> BRIEF: State the number of lines in the following data that contain the string "unavailable", and nothing else.
*** Opening MATERIAL FOR THE TASK ***
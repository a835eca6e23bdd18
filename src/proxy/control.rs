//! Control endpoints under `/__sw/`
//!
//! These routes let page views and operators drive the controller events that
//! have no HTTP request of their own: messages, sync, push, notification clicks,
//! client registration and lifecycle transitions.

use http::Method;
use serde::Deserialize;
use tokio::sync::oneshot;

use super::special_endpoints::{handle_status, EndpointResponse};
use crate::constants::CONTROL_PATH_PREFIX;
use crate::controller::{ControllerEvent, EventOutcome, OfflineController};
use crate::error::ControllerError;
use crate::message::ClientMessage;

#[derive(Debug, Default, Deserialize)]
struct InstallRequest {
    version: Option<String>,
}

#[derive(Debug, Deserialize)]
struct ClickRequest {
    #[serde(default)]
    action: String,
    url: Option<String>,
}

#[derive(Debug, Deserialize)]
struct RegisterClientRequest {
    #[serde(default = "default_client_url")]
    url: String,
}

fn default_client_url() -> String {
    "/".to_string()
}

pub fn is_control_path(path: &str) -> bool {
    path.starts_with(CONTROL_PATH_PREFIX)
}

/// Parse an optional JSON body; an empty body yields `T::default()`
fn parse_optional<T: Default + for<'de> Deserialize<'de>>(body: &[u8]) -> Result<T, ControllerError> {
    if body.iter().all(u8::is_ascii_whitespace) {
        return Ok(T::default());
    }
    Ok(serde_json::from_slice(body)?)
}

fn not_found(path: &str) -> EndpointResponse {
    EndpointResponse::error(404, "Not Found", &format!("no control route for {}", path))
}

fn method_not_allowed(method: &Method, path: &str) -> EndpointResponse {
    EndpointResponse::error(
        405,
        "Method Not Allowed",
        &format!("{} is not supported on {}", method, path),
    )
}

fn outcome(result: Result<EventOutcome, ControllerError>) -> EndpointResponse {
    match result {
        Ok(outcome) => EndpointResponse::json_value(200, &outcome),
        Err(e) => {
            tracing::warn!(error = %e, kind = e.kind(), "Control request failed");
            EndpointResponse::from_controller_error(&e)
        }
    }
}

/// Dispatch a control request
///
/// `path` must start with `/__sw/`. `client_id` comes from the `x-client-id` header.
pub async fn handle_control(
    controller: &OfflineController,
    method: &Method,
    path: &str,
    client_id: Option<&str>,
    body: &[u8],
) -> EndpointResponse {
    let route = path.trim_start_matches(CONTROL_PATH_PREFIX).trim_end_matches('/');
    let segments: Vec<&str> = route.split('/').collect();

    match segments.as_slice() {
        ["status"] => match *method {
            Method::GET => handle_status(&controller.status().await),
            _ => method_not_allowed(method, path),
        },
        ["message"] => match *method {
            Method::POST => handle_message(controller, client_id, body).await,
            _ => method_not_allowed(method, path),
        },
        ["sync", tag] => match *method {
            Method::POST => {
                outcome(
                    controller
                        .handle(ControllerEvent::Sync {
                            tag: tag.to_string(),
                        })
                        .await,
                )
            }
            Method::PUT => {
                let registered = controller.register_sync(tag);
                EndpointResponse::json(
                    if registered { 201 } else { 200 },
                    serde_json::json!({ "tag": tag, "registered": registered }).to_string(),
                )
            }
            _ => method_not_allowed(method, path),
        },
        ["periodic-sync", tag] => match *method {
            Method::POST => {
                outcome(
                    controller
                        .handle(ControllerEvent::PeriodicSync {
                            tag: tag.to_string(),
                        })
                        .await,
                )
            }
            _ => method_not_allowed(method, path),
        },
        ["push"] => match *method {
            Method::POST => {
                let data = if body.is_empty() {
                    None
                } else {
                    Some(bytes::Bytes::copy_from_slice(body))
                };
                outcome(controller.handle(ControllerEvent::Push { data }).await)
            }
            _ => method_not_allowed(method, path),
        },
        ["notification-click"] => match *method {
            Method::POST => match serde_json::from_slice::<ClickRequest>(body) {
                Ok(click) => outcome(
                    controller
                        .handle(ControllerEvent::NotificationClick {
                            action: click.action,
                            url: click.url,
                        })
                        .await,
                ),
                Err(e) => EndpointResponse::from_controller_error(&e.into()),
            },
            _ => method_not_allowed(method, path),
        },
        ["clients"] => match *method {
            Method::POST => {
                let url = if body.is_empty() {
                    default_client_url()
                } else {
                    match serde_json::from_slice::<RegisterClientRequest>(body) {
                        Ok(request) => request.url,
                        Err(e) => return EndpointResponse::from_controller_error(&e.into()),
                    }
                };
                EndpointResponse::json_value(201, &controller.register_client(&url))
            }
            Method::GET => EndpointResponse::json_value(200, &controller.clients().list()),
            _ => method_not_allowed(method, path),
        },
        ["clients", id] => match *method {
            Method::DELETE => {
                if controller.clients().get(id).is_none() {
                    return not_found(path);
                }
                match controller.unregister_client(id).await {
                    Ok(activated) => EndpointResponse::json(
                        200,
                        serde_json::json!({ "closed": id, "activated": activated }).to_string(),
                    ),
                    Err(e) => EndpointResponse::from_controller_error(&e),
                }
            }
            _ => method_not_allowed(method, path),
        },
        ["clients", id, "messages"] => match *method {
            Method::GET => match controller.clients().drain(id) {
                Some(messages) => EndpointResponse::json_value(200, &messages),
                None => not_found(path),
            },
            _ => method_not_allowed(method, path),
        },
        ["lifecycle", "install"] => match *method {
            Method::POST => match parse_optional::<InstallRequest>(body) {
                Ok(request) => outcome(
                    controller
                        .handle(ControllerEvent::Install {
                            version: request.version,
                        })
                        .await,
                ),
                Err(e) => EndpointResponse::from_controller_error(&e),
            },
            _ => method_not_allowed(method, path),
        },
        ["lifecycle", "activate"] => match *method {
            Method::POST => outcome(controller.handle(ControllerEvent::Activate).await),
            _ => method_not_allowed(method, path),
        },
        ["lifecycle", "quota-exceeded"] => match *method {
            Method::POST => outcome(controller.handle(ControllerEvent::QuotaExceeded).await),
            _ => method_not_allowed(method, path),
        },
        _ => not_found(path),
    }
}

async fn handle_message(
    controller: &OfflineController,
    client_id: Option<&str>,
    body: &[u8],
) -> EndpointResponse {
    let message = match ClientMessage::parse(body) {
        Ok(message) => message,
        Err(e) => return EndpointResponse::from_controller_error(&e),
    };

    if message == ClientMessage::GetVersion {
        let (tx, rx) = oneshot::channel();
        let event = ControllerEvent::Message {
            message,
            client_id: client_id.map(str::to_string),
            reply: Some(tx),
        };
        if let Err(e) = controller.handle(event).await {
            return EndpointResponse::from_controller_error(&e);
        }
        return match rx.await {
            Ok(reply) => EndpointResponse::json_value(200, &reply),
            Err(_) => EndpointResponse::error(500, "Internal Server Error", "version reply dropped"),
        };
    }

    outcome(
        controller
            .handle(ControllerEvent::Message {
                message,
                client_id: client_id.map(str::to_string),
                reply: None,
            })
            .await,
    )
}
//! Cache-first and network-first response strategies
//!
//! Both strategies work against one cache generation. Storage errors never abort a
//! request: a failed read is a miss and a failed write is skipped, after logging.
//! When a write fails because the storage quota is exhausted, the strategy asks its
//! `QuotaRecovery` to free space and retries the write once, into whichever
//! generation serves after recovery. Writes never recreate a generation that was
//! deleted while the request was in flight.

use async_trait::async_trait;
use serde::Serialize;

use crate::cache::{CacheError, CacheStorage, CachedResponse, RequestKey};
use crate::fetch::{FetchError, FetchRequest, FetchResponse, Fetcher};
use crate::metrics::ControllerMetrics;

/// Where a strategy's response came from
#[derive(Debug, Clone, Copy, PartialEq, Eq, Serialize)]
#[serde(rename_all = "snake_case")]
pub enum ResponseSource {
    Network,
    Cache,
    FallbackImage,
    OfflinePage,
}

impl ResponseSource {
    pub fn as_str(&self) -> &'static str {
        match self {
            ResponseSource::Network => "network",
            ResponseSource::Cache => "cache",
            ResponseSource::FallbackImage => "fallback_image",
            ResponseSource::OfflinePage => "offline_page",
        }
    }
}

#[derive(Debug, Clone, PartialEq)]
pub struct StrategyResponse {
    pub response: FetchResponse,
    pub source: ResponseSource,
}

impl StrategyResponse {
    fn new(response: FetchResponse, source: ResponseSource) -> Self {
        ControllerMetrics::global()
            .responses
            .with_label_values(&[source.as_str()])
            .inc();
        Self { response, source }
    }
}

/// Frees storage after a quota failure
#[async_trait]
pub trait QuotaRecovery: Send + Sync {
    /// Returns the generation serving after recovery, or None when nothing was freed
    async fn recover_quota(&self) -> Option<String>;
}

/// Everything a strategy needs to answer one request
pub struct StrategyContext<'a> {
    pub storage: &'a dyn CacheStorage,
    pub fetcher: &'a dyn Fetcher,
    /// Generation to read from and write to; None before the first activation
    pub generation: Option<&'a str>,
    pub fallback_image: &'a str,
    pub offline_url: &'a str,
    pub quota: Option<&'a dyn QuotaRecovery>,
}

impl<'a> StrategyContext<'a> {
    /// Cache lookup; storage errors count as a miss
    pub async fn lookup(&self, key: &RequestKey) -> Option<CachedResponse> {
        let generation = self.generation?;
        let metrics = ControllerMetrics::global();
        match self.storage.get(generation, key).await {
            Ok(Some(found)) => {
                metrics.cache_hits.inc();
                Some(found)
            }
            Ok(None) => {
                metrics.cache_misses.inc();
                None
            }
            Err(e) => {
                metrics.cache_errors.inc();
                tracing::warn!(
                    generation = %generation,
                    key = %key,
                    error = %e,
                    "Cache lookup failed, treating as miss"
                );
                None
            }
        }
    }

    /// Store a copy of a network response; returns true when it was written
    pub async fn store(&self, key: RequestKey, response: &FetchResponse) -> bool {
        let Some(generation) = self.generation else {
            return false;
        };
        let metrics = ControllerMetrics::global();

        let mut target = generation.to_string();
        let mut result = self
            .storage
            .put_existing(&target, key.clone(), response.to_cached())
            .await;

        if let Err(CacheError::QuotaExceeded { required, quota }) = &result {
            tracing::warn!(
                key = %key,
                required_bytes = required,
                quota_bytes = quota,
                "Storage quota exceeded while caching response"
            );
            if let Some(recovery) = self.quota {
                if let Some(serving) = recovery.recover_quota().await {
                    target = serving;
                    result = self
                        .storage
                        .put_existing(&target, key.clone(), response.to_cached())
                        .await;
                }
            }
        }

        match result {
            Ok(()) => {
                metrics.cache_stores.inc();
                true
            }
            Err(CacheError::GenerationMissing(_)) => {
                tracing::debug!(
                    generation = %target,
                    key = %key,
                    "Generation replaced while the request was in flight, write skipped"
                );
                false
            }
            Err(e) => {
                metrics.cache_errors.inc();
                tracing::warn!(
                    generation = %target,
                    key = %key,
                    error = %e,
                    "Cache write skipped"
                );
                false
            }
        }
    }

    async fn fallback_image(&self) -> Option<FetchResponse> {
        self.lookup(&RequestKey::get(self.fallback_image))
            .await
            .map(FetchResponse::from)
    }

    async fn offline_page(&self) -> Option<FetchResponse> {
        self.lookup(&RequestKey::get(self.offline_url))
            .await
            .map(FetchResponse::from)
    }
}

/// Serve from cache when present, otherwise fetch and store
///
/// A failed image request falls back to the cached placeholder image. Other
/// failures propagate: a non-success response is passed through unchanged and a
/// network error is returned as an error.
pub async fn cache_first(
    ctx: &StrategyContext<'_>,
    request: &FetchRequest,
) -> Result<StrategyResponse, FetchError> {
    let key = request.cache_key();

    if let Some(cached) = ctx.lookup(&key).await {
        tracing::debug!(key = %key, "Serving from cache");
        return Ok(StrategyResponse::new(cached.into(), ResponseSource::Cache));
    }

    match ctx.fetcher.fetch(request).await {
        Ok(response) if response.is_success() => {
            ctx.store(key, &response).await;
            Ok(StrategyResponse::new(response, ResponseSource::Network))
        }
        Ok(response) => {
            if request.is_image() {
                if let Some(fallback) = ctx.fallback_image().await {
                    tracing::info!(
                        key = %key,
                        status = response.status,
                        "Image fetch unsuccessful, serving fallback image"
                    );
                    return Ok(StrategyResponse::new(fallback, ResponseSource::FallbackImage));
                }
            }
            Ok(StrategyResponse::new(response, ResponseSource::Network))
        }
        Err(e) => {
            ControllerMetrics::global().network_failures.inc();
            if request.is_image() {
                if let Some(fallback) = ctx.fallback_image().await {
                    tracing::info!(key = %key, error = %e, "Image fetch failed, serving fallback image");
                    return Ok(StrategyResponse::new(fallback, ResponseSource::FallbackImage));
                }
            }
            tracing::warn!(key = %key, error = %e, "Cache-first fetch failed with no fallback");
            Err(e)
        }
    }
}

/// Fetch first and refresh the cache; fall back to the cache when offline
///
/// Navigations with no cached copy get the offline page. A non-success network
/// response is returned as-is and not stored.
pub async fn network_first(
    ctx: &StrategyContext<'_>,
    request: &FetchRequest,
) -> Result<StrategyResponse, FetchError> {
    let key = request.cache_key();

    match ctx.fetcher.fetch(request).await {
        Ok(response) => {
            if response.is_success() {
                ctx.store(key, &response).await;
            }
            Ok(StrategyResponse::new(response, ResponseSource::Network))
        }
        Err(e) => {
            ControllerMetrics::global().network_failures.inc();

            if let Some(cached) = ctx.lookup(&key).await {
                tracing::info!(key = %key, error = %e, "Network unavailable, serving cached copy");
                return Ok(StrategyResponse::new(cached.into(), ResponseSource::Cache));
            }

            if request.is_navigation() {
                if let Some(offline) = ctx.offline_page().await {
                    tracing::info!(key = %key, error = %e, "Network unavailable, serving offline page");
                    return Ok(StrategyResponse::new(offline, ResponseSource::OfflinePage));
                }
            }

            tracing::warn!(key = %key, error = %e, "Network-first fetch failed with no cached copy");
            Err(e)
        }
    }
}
*** Closing MATERIAL FOR THE TASK ***
*** Opening MATERIAL FOR THE TASK ***
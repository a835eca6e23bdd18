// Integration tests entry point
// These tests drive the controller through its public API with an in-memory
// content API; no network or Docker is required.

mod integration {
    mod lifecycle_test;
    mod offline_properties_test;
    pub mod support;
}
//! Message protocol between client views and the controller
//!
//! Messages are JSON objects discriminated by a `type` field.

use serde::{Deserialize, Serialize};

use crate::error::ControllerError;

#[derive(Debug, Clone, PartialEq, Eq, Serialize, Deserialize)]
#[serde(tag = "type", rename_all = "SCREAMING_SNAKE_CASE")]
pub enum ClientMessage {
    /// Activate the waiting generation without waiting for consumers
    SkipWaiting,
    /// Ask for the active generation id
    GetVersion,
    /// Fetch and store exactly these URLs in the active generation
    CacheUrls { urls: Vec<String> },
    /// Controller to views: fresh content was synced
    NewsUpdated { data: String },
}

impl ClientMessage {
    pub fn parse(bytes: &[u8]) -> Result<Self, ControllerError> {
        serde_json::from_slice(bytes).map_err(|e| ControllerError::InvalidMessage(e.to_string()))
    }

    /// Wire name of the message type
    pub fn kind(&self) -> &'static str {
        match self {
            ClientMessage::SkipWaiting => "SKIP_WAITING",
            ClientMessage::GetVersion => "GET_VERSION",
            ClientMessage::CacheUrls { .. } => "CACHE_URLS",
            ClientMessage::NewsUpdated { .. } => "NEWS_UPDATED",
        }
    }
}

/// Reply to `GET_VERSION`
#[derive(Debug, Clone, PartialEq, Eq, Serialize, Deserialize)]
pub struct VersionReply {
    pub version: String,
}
*** Closing MATERIAL FOR THE TASK ***
> OUTPUT OF THE TASK: 2